• **YOUR GOAL**
Retype the data exactly, so that every line matches the original.

EXTRACTED RECORDS: Begin

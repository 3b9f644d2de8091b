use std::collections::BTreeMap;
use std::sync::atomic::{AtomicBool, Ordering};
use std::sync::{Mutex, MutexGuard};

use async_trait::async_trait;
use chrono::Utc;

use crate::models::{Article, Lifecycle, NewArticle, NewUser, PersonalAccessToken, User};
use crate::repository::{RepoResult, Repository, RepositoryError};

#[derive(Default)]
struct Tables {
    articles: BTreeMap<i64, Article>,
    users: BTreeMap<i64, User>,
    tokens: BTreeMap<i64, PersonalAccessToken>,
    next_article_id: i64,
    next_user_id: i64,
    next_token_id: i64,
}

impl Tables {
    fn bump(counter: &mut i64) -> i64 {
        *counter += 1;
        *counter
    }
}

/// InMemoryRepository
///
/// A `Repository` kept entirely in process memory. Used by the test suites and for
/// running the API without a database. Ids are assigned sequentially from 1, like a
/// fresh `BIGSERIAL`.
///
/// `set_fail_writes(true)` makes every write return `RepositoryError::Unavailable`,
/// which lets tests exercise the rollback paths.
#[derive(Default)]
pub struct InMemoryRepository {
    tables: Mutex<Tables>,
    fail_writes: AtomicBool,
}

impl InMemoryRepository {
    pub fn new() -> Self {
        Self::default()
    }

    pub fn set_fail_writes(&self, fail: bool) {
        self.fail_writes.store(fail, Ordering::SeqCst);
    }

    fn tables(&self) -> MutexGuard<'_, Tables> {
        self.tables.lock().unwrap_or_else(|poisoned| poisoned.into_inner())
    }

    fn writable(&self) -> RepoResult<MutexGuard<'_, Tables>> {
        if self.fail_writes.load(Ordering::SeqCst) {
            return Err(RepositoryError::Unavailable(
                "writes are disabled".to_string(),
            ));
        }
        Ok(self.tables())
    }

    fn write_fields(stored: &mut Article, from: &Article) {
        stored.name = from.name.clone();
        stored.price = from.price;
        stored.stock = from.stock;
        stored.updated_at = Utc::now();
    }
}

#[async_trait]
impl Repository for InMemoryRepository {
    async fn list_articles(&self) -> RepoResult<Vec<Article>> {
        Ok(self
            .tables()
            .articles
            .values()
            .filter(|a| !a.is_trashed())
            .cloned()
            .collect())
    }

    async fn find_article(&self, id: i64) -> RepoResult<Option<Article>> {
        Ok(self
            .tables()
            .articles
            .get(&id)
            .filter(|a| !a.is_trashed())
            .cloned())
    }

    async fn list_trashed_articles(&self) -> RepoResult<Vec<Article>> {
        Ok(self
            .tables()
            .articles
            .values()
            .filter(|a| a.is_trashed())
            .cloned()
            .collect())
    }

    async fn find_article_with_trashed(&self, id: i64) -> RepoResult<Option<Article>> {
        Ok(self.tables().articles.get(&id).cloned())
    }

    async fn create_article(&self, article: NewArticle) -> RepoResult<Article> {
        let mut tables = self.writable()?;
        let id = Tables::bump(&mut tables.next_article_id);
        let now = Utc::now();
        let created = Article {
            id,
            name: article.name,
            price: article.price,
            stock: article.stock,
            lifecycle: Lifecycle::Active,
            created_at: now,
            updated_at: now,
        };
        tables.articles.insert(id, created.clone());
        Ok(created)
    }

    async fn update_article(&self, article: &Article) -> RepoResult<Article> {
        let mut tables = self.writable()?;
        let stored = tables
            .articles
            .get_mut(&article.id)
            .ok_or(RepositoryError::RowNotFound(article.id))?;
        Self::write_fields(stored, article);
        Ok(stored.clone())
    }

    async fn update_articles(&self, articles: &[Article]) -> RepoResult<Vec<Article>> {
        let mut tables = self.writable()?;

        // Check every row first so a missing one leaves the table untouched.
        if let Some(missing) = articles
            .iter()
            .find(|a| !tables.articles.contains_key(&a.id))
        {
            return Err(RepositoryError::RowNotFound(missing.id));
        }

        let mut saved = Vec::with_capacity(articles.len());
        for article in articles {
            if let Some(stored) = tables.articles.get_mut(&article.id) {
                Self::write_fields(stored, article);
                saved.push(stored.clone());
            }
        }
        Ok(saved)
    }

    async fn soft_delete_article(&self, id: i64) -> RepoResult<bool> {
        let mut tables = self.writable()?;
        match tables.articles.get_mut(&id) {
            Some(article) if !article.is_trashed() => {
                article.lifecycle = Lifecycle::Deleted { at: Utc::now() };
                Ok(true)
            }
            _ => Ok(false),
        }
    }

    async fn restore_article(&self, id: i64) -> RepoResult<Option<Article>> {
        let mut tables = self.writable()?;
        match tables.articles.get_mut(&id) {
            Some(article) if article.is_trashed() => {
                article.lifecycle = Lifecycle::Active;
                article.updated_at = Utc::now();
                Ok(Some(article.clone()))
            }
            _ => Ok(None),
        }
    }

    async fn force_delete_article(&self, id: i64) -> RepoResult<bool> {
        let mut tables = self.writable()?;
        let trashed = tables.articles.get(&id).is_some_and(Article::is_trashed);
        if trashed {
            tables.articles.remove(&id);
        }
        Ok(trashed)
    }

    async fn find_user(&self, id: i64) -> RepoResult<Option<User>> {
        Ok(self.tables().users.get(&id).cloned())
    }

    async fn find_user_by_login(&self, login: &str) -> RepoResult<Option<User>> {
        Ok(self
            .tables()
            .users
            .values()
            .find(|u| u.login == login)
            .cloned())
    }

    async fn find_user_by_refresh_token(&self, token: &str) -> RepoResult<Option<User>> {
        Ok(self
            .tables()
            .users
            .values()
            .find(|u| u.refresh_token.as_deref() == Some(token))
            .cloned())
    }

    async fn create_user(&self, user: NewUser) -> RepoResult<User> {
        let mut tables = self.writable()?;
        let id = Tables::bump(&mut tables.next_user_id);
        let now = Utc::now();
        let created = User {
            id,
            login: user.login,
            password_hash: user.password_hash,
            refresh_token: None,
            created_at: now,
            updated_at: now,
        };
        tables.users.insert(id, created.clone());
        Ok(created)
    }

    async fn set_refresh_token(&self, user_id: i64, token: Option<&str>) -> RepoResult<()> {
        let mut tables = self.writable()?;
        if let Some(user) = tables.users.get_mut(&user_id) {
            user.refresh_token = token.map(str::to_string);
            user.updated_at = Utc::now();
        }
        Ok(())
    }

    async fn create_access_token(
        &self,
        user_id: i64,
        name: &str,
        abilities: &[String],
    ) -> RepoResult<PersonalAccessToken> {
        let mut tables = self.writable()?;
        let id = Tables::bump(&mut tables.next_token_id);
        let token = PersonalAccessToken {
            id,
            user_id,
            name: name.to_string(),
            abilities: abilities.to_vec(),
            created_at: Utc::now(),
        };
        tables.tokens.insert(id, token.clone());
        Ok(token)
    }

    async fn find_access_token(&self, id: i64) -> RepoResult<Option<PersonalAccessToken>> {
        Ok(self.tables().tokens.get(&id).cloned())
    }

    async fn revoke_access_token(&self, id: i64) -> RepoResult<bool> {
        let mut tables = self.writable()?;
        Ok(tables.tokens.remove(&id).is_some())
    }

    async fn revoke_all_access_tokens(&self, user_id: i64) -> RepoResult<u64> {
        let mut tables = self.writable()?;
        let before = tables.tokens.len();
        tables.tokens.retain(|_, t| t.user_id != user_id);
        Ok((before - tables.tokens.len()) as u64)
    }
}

EXTRACTED RECORDS: End

• **RESULT**
repository 3b9f644d2de8091b
use std::collections::BTreeMap;
use std::sync::atomic::{AtomicBool, Ordering};
use std::sync::{Mutex, MutexGuard};

use async_trait::async_trait;
use chrono::Utc;

use crate::models::{Article, Lifecycle, NewArticle, NewUser, PersonalAccessToken, User};
use crate::repository::{RepoResult, Repository, RepositoryError};

#[derive(Default)]
struct Tables {
    articles: BTreeMap<i64, Article>,
    users: BTreeMap<i64, User>,
    tokens: BTreeMap<i64, PersonalAccessToken>,
    next_article_id: i64,
    next_user_id: i64,
    next_token_id: i64,
}

impl Tables {
    fn bump(counter: &mut i64) -> i64 {
        *counter += 1;
        *counter
    }
}

/// InMemoryRepository
///
/// A `Repository` kept entirely in process memory. Used by the test suites and for
/// running the API without a database. Ids are assigned sequentially from 1, like a
/// fresh `BIGSERIAL`.
///
/// `set_fail_writes(true)` makes every write return `RepositoryError::Unavailable`,
/// which lets tests exercise the rollback paths.
#[derive(Default)]
pub struct InMemoryRepository {
    tables: Mutex<Tables>,
    fail_writes: AtomicBool,
}

impl InMemoryRepository {
    pub fn new() -> Self {
        Self::default()
    }

    pub fn set_fail_writes(&self, fail: bool) {
        self.fail_writes.store(fail, Ordering::SeqCst);
    }

    fn tables(&self) -> MutexGuard<'_, Tables> {
        self.tables.lock().unwrap_or_else(|poisoned| poisoned.into_inner())
    }

    fn writable(&self) -> RepoResult<MutexGuard<'_, Tables>> {
        if self.fail_writes.load(Ordering::SeqCst) {
            return Err(RepositoryError::Unavailable(
                "writes are disabled".to_string(),
            ));
        }
        Ok(self.tables())
    }

    fn write_fields(stored: &mut Article, from: &Article) {
        stored.name = from.name.clone();
        stored.price = from.price;
        stored.stock = from.stock;
        stored.updated_at = Utc::now();
    }
}

#[async_trait]
impl Repository for InMemoryRepository {
    async fn list_articles(&self) -> RepoResult<Vec<Article>> {
        Ok(self
            .tables()
            .articles
            .values()
            .filter(|a| !a.is_trashed())
            .cloned()
            .collect())
    }

    async fn find_article(&self, id: i64) -> RepoResult<Option<Article>> {
        Ok(self
            .tables()
            .articles
            .get(&id)
            .filter(|a| !a.is_trashed())
            .cloned())
    }

    async fn list_trashed_articles(&self) -> RepoResult<Vec<Article>> {
        Ok(self
            .tables()
            .articles
            .values()
            .filter(|a| a.is_trashed())
            .cloned()
            .collect())
    }

    async fn find_article_with_trashed(&self, id: i64) -> RepoResult<Option<Article>> {
        Ok(self.tables().articles.get(&id).cloned())
    }

    async fn create_article(&self, article: NewArticle) -> RepoResult<Article> {
        let mut tables = self.writable()?;
        let id = Tables::bump(&mut tables.next_article_id);
        let now = Utc::now();
        let created = Article {
            id,
            name: article.name,
            price: article.price,
            stock: article.stock,
            lifecycle: Lifecycle::Active,
            created_at: now,
            updated_at: now,
        };
        tables.articles.insert(id, created.clone());
        Ok(created)
    }

    async fn update_article(&self, article: &Article) -> RepoResult<Article> {
        let mut tables = self.writable()?;
        let stored = tables
            .articles
            .get_mut(&article.id)
            .ok_or(RepositoryError::RowNotFound(article.id))?;
        Self::write_fields(stored, article);
        Ok(stored.clone())
    }

    async fn update_articles(&self, articles: &[Article]) -> RepoResult<Vec<Article>> {
        let mut tables = self.writable()?;

        // Check every row first so a missing one leaves the table untouched.
        if let Some(missing) = articles
            .iter()
            .find(|a| !tables.articles.contains_key(&a.id))
        {
            return Err(RepositoryError::RowNotFound(missing.id));
        }

        let mut saved = Vec::with_capacity(articles.len());
        for article in articles {
            if let Some(stored) = tables.articles.get_mut(&article.id) {
                Self::write_fields(stored, article);
                saved.push(stored.clone());
            }
        }
        Ok(saved)
    }

    async fn soft_delete_article(&self, id: i64) -> RepoResult<bool> {
        let mut tables = self.writable()?;
        match tables.articles.get_mut(&id) {
            Some(article) if !article.is_trashed() => {
                article.lifecycle = Lifecycle::Deleted { at: Utc::now() };
                Ok(true)
            }
            _ => Ok(false),
        }
    }

    async fn restore_article(&self, id: i64) -> RepoResult<Option<Article>> {
        let mut tables = self.writable()?;
        match tables.articles.get_mut(&id) {
            Some(article) if article.is_trashed() => {
                article.lifecycle = Lifecycle::Active;
                article.updated_at = Utc::now();
                Ok(Some(article.clone()))
            }
            _ => Ok(None),
        }
    }

    async fn force_delete_article(&self, id: i64) -> RepoResult<bool> {
        let mut tables = self.writable()?;
        let trashed = tables.articles.get(&id).is_some_and(Article::is_trashed);
        if trashed {
            tables.articles.remove(&id);
        }
        Ok(trashed)
    }

    async fn find_user(&self, id: i64) -> RepoResult<Option<User>> {
        Ok(self.tables().users.get(&id).cloned())
    }

    async fn find_user_by_login(&self, login: &str) -> RepoResult<Option<User>> {
        Ok(self
            .tables()
            .users
            .values()
            .find(|u| u.login == login)
            .cloned())
    }

    async fn find_user_by_refresh_token(&self, token: &str) -> RepoResult<Option<User>> {
        Ok(self
            .tables()
            .users
            .values()
            .find(|u| u.refresh_token.as_deref() == Some(token))
            .cloned())
    }

    async fn create_user(&self, user: NewUser) -> RepoResult<User> {
        let mut tables = self.writable()?;
        let id = Tables::bump(&mut tables.next_user_id);
        let now = Utc::now();
        let created = User {
            id,
            login: user.login,
            password_hash: user.password_hash,
            refresh_token: None,
            created_at: now,
            updated_at: now,
        };
        tables.users.insert(id, created.clone());
        Ok(created)
    }

    async fn set_refresh_token(&self, user_id: i64, token: Option<&str>) -> RepoResult<()> {
        let mut tables = self.writable()?;
        if let Some(user) = tables.users.get_mut(&user_id) {
            user.refresh_token = token.map(str::to_string);
            user.updated_at = Utc::now();
        }
        Ok(())
    }

    async fn create_access_token(
        &self,
        user_id: i64,
        name: &str,
        abilities: &[String],
    ) -> RepoResult<PersonalAccessToken> {
        let mut tables = self.writable()?;
        let id = Tables::bump(&mut tables.next_token_id);
        let token = PersonalAccessToken {
            id,
            user_id,
            name: name.to_string(),
            abilities: abilities.to_vec(),
            created_at: Utc::now(),
        };
        tables.tokens.insert(id, token.clone());
        Ok(token)
    }

    async fn find_access_token(&self, id: i64) -> RepoResult<Option<PersonalAccessToken>> {
        Ok(self.tables().tokens.get(&id).cloned())
    }

    async fn revoke_access_token(&self, id: i64) -> RepoResult<bool> {
        let mut tables = self.writable()?;
        Ok(tables.tokens.remove(&id).is_some())
    }

    async fn revoke_all_access_tokens(&self, user_id: i64) -> RepoResult<u64> {
        let mut tables = self.writable()?;
        let before = tables.tokens.len();
        tables.tokens.retain(|_, t| t.user_id != user_id);
        Ok((before - tables.tokens.len()) as u64)
    }
}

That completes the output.